[Stored data]

= Beginning of Section =

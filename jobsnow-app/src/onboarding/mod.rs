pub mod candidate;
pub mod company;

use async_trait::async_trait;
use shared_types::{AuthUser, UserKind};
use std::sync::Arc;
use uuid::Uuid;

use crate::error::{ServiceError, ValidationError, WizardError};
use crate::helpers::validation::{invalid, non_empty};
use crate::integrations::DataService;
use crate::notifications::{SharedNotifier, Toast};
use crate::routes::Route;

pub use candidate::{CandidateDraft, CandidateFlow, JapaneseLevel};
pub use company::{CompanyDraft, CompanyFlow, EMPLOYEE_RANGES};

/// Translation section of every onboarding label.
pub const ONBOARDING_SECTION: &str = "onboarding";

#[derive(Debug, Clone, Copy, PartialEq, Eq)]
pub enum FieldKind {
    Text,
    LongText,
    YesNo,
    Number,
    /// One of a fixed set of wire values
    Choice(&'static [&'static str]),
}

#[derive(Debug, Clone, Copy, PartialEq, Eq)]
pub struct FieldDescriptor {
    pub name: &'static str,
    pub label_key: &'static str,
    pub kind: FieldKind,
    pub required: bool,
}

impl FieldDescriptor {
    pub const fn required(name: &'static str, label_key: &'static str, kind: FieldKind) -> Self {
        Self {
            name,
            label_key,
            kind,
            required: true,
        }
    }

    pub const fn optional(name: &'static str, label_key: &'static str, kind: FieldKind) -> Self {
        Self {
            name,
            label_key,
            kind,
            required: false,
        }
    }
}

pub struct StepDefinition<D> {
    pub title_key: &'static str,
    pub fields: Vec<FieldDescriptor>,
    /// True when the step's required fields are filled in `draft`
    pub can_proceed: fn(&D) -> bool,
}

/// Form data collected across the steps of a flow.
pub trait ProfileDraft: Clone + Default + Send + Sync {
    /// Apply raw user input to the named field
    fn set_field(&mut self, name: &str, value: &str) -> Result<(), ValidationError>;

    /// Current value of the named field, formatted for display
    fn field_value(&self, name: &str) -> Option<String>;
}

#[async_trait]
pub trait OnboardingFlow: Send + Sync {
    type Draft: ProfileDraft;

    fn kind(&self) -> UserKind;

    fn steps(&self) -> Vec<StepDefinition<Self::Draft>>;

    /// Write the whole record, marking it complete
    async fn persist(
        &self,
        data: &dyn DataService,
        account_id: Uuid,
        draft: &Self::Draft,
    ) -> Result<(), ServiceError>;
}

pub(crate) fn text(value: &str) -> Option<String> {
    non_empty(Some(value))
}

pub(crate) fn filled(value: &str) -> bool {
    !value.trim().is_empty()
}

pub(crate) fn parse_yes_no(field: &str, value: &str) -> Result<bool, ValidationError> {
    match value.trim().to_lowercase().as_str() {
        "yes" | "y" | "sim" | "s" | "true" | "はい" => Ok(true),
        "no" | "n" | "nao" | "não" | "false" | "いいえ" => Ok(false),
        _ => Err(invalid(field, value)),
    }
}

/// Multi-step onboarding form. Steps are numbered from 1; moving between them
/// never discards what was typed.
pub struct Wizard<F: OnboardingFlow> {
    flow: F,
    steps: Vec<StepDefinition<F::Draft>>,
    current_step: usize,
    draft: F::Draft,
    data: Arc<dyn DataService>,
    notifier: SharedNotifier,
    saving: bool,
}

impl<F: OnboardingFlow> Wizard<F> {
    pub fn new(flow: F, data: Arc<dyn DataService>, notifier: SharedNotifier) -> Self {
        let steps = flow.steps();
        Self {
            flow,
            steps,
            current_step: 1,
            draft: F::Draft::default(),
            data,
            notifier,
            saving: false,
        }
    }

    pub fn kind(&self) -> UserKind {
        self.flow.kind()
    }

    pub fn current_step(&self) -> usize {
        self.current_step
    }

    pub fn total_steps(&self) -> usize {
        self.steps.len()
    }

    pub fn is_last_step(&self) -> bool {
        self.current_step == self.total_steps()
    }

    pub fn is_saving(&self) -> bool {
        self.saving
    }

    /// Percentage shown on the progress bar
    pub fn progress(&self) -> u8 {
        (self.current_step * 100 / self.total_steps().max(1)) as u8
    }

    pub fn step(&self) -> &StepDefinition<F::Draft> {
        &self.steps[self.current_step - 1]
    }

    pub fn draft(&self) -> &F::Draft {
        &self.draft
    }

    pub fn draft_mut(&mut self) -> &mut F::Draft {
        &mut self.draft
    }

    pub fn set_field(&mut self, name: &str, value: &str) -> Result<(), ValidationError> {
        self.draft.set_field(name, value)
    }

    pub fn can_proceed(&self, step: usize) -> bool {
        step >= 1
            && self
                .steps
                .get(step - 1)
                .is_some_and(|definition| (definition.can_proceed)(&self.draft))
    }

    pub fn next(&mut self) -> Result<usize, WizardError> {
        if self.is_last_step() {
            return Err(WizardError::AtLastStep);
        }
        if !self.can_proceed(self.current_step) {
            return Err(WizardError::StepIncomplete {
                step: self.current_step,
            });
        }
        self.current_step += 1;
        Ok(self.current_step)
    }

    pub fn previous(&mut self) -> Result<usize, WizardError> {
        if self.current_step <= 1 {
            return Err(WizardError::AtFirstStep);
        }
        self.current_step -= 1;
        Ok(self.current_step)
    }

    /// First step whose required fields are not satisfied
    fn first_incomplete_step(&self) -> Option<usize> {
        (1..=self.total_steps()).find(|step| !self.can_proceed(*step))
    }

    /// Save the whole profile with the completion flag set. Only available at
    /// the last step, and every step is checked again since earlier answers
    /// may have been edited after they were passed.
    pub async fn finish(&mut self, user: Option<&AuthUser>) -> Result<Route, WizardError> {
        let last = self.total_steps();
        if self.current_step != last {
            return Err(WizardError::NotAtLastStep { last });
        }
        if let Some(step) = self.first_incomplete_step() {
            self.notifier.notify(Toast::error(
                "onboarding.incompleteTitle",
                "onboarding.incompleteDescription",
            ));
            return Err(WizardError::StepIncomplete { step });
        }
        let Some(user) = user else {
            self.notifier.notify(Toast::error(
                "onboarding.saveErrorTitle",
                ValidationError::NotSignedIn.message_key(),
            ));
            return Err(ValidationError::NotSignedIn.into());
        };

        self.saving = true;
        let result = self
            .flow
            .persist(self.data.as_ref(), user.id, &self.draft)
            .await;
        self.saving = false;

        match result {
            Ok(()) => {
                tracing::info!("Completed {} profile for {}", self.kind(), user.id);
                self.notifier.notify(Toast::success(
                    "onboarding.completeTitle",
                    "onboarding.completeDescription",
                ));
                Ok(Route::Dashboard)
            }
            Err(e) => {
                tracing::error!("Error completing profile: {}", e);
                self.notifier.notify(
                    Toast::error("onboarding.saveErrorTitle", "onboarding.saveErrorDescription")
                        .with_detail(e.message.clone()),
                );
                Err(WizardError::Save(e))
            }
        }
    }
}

= End of Section =

THE PROBLEM -
Set the entries down again precisely as they were given.

RESULT FOR THIS EXERCISE -
filename jobsnow-app/src/onboarding/mod.rs
pub mod candidate;
pub mod company;

use async_trait::async_trait;
use shared_types::{AuthUser, UserKind};
use std::sync::Arc;
use uuid::Uuid;

use crate::error::{ServiceError, ValidationError, WizardError};
use crate::helpers::validation::{invalid, non_empty};
use crate::integrations::DataService;
use crate::notifications::{SharedNotifier, Toast};
use crate::routes::Route;

pub use candidate::{CandidateDraft, CandidateFlow, JapaneseLevel};
pub use company::{CompanyDraft, CompanyFlow, EMPLOYEE_RANGES};

/// Translation section of every onboarding label.
pub const ONBOARDING_SECTION: &str = "onboarding";

#[derive(Debug, Clone, Copy, PartialEq, Eq)]
pub enum FieldKind {
    Text,
    LongText,
    YesNo,
    Number,
    /// One of a fixed set of wire values
    Choice(&'static [&'static str]),
}

#[derive(Debug, Clone, Copy, PartialEq, Eq)]
pub struct FieldDescriptor {
    pub name: &'static str,
    pub label_key: &'static str,
    pub kind: FieldKind,
    pub required: bool,
}

impl FieldDescriptor {
    pub const fn required(name: &'static str, label_key: &'static str, kind: FieldKind) -> Self {
        Self {
            name,
            label_key,
            kind,
            required: true,
        }
    }

    pub const fn optional(name: &'static str, label_key: &'static str, kind: FieldKind) -> Self {
        Self {
            name,
            label_key,
            kind,
            required: false,
        }
    }
}

pub struct StepDefinition<D> {
    pub title_key: &'static str,
    pub fields: Vec<FieldDescriptor>,
    /// True when the step's required fields are filled in `draft`
    pub can_proceed: fn(&D) -> bool,
}

/// Form data collected across the steps of a flow.
pub trait ProfileDraft: Clone + Default + Send + Sync {
    /// Apply raw user input to the named field
    fn set_field(&mut self, name: &str, value: &str) -> Result<(), ValidationError>;

    /// Current value of the named field, formatted for display
    fn field_value(&self, name: &str) -> Option<String>;
}

#[async_trait]
pub trait OnboardingFlow: Send + Sync {
    type Draft: ProfileDraft;

    fn kind(&self) -> UserKind;

    fn steps(&self) -> Vec<StepDefinition<Self::Draft>>;

    /// Write the whole record, marking it complete
    async fn persist(
        &self,
        data: &dyn DataService,
        account_id: Uuid,
        draft: &Self::Draft,
    ) -> Result<(), ServiceError>;
}

pub(crate) fn text(value: &str) -> Option<String> {
    non_empty(Some(value))
}

pub(crate) fn filled(value: &str) -> bool {
    !value.trim().is_empty()
}

pub(crate) fn parse_yes_no(field: &str, value: &str) -> Result<bool, ValidationError> {
    match value.trim().to_lowercase().as_str() {
        "yes" | "y" | "sim" | "s" | "true" | "はい" => Ok(true),
        "no" | "n" | "nao" | "não" | "false" | "いいえ" => Ok(false),
        _ => Err(invalid(field, value)),
    }
}

/// Multi-step onboarding form. Steps are numbered from 1; moving between them
/// never discards what was typed.
pub struct Wizard<F: OnboardingFlow> {
    flow: F,
    steps: Vec<StepDefinition<F::Draft>>,
    current_step: usize,
    draft: F::Draft,
    data: Arc<dyn DataService>,
    notifier: SharedNotifier,
    saving: bool,
}

impl<F: OnboardingFlow> Wizard<F> {
    pub fn new(flow: F, data: Arc<dyn DataService>, notifier: SharedNotifier) -> Self {
        let steps = flow.steps();
        Self {
            flow,
            steps,
            current_step: 1,
            draft: F::Draft::default(),
            data,
            notifier,
            saving: false,
        }
    }

    pub fn kind(&self) -> UserKind {
        self.flow.kind()
    }

    pub fn current_step(&self) -> usize {
        self.current_step
    }

    pub fn total_steps(&self) -> usize {
        self.steps.len()
    }

    pub fn is_last_step(&self) -> bool {
        self.current_step == self.total_steps()
    }

    pub fn is_saving(&self) -> bool {
        self.saving
    }

    /// Percentage shown on the progress bar
    pub fn progress(&self) -> u8 {
        (self.current_step * 100 / self.total_steps().max(1)) as u8
    }

    pub fn step(&self) -> &StepDefinition<F::Draft> {
        &self.steps[self.current_step - 1]
    }

    pub fn draft(&self) -> &F::Draft {
        &self.draft
    }

    pub fn draft_mut(&mut self) -> &mut F::Draft {
        &mut self.draft
    }

    pub fn set_field(&mut self, name: &str, value: &str) -> Result<(), ValidationError> {
        self.draft.set_field(name, value)
    }

    pub fn can_proceed(&self, step: usize) -> bool {
        step >= 1
            && self
                .steps
                .get(step - 1)
                .is_some_and(|definition| (definition.can_proceed)(&self.draft))
    }

    pub fn next(&mut self) -> Result<usize, WizardError> {
        if self.is_last_step() {
            return Err(WizardError::AtLastStep);
        }
        if !self.can_proceed(self.current_step) {
            return Err(WizardError::StepIncomplete {
                step: self.current_step,
            });
        }
        self.current_step += 1;
        Ok(self.current_step)
    }

    pub fn previous(&mut self) -> Result<usize, WizardError> {
        if self.current_step <= 1 {
            return Err(WizardError::AtFirstStep);
        }
        self.current_step -= 1;
        Ok(self.current_step)
    }

    /// First step whose required fields are not satisfied
    fn first_incomplete_step(&self) -> Option<usize> {
        (1..=self.total_steps()).find(|step| !self.can_proceed(*step))
    }

    /// Save the whole profile with the completion flag set. Only available at
    /// the last step, and every step is checked again since earlier answers
    /// may have been edited after they were passed.
    pub async fn finish(&mut self, user: Option<&AuthUser>) -> Result<Route, WizardError> {
        let last = self.total_steps();
        if self.current_step != last {
            return Err(WizardError::NotAtLastStep { last });
        }
        if let Some(step) = self.first_incomplete_step() {
            self.notifier.notify(Toast::error(
                "onboarding.incompleteTitle",
                "onboarding.incompleteDescription",
            ));
            return Err(WizardError::StepIncomplete { step });
        }
        let Some(user) = user else {
            self.notifier.notify(Toast::error(
                "onboarding.saveErrorTitle",
                ValidationError::NotSignedIn.message_key(),
            ));
            return Err(ValidationError::NotSignedIn.into());
        };

        self.saving = true;
        let result = self
            .flow
            .persist(self.data.as_ref(), user.id, &self.draft)
            .await;
        self.saving = false;

        match result {
            Ok(()) => {
                tracing::info!("Completed {} profile for {}", self.kind(), user.id);
                self.notifier.notify(Toast::success(
                    "onboarding.completeTitle",
                    "onboarding.completeDescription",
                ));
                Ok(Route::Dashboard)
            }
            Err(e) => {
                tracing::error!("Error completing profile: {}", e);
                self.notifier.notify(
                    Toast::error("onboarding.saveErrorTitle", "onboarding.saveErrorDescription")
                        .with_detail(e.message.clone()),
                );
                Err(WizardError::Save(e))
            }
        }
    }
}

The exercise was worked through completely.